El periodista y director de cine Alejo Moreno ha preestrenado este martes en la Facultad de Ciencias de la Información su primera película, “Diana”, una reivindicación de la energía y la fuerza de la mujer plasmadas a través de la relación entre una prostituta a la que le gusta su trabajo y un joven empresario que contrata sus servicios.
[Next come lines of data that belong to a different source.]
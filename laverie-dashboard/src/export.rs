/**
 * EXPORT - Composition d'exports tabulaires et requêtes d'export historique
 *
 * RÔLE :
 * Seul artefact textuel produit par le coeur : transformation d'une liste
 * d'enregistrements uniformes en texte délimité (CSV), plus la construction
 * des paramètres de requête consommés par l'endpoint d'export historique.
 *
 * C'est aussi le seul chemin du coeur autorisé à remonter une erreur à
 * l'appelant : la plage de dates est une précondition, son absence est une
 * erreur typée affichable, pas un défaut silencieux.
 */

use serde::{Deserialize, Serialize};
use serde_json::Value;
use thiserror::Error;
use time::macros::format_description;
use time::Date;

/// Type MIME de l'artefact téléchargé.
pub const CSV_MIME: &str = "text/csv; charset=utf-8";

pub const CSV_DELIMITER: char = ',';

#[derive(Debug, Error)]
pub enum ExportError {
    #[error("date range is required: both fromDate and toDate must be set")]
    MissingDateRange,
    #[error("invalid date range: {from} is after {to}")]
    InvalidDateRange { from: Date, to: Date },
}

/// Formate une date au format attendu par l'endpoint d'export (yyyy-MM-dd).
pub fn format_date(date: Date) -> String {
    date.format(format_description!("[year]-[month]-[day]"))
        .unwrap_or_default()
}

/// Nom de fichier de l'artefact : "<rapport>-<date ISO>.csv".
pub fn report_filename(report: &str, date: Date) -> String {
    format!("{report}-{}.csv", format_date(date))
}

fn scalar(value: Option<&Value>) -> String {
    match value {
        None | Some(Value::Null) => String::new(),
        Some(Value::String(s)) => s.clone(),
        Some(Value::Bool(b)) => b.to_string(),
        Some(Value::Number(n)) => n.to_string(),
        // structures imbriquées rendues telles quelles en JSON
        Some(other) => other.to_string(),
    }
}

fn quote_if_needed(field: &str, delimiter: char) -> String {
    if field.contains(delimiter) {
        format!("\"{field}\"")
    } else {
        field.to_string()
    }
}

/// Transforme une liste d'enregistrements uniformes en texte délimité :
/// ligne d'en-tête issue des noms de champs du PREMIER enregistrement, puis
/// une ligne par enregistrement. Toute valeur contenant le délimiteur est
/// mise entre guillemets. Fonction pure et totale sur entrée bien formée ;
/// entrée vide ou non tabulaire ⇒ chaîne vide.
pub fn to_delimited(records: &[Value], delimiter: char) -> String {
    let Some(first) = records.first().and_then(Value::as_object) else {
        return String::new();
    };
    let headers: Vec<&str> = first.keys().map(String::as_str).collect();
    let sep = delimiter.to_string();

    let mut lines = Vec::with_capacity(records.len() + 1);
    lines.push(
        headers
            .iter()
            .map(|h| quote_if_needed(h, delimiter))
            .collect::<Vec<_>>()
            .join(&sep),
    );

    for record in records {
        let Some(obj) = record.as_object() else {
            continue;
        };
        lines.push(
            headers
                .iter()
                .map(|h| quote_if_needed(&scalar(obj.get(*h)), delimiter))
                .collect::<Vec<_>>()
                .join(&sep),
        );
    }

    lines.join("\n")
}

/// Ensemble fermé des types d'export historique.
#[derive(Debug, Clone, Copy, PartialEq, Eq, Serialize, Deserialize)]
#[serde(rename_all = "snake_case")]
pub enum ExportType {
    MachineEvents,
    ServiceLogs,
    MachineUsage,
    ErrorCodes,
    EnergyConsumption,
    WaterUsage,
    MaintenanceRecords,
    PartsUsage,
}

impl ExportType {
    pub fn as_str(&self) -> &'static str {
        match self {
            ExportType::MachineEvents => "machine_events",
            ExportType::ServiceLogs => "service_logs",
            ExportType::MachineUsage => "machine_usage",
            ExportType::ErrorCodes => "error_codes",
            ExportType::EnergyConsumption => "energy_consumption",
            ExportType::WaterUsage => "water_usage",
            ExportType::MaintenanceRecords => "maintenance_records",
            ExportType::PartsUsage => "parts_usage",
        }
    }
}

#[derive(Debug, Clone, Copy, PartialEq, Eq, Serialize, Deserialize)]
#[serde(rename_all = "lowercase")]
pub enum ExportFormat {
    Csv,
    Excel,
    Json,
}

impl ExportFormat {
    pub fn as_str(&self) -> &'static str {
        match self {
            ExportFormat::Csv => "csv",
            ExportFormat::Excel => "excel",
            ExportFormat::Json => "json",
        }
    }
}

/// Requête d'export historique, construite par le coeur et consommée par un
/// endpoint externe. La plage de dates est obligatoire et ordonnée.
#[derive(Debug, Clone)]
pub struct ExportRequest {
    pub location_id: String,
    pub export_type: ExportType,
    pub format: ExportFormat,
    pub include_details: bool,
    pub from_date: Date,
    pub to_date: Date,
}

impl ExportRequest {
    pub fn new(
        location_id: impl Into<String>,
        export_type: ExportType,
        format: ExportFormat,
        include_details: bool,
        from_date: Option<Date>,
        to_date: Option<Date>,
    ) -> Result<Self, ExportError> {
        let (from_date, to_date) = match (from_date, to_date) {
            (Some(from), Some(to)) => (from, to),
            _ => return Err(ExportError::MissingDateRange),
        };
        if from_date > to_date {
            return Err(ExportError::InvalidDateRange {
                from: from_date,
                to: to_date,
            });
        }
        Ok(Self {
            location_id: location_id.into(),
            export_type,
            format,
            include_details,
            from_date,
            to_date,
        })
    }

    pub fn query_pairs(&self) -> Vec<(&'static str, String)> {
        vec![
            ("locationId", self.location_id.clone()),
            ("exportType", self.export_type.as_str().to_string()),
            ("format", self.format.as_str().to_string()),
            ("includeDetails", self.include_details.to_string()),
            ("fromDate", format_date(self.from_date)),
            ("toDate", format_date(self.to_date)),
        ]
    }

    pub fn query_string(&self) -> String {
        url::form_urlencoded::Serializer::new(String::new())
            .extend_pairs(self.query_pairs())
            .finish()
    }
}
Tras la proyección de la película, el director y algunos miembros del equipo, como sus protagonistas Ana Rujas y Jorge Roldán, y la directora de fotografía Irene Cruz, han asistido a un coloquio en el Salón de Actos de la facultad.

“En la película el tema no es la prostitución, o por lo menos pretende ir mas allá” aseguraba Alejo Moreno al comienzo del coloquio, pues su película, a la que el define como una obra de arte, confronta su historia desde la perspectiva de una prostituta a la que para empezar ha querido liberar de los estereotipos de mujer maltratada, explotada contra su voluntad en un trabajo que se aleja totalmente de lo que sería la calidad de vida, y dotarla más bien de fuerza, carácter y decisión, “cuando ella tiene la entrevista es una empresaria, una tía preparada para el mundo y cuando recibe a un cliente saca su parte más  seductora y más divertida, ella disfruta con su trabajo” argumentaba Ana Rujas, la actriz que da vida a esta escort de lujo de la que trata la película.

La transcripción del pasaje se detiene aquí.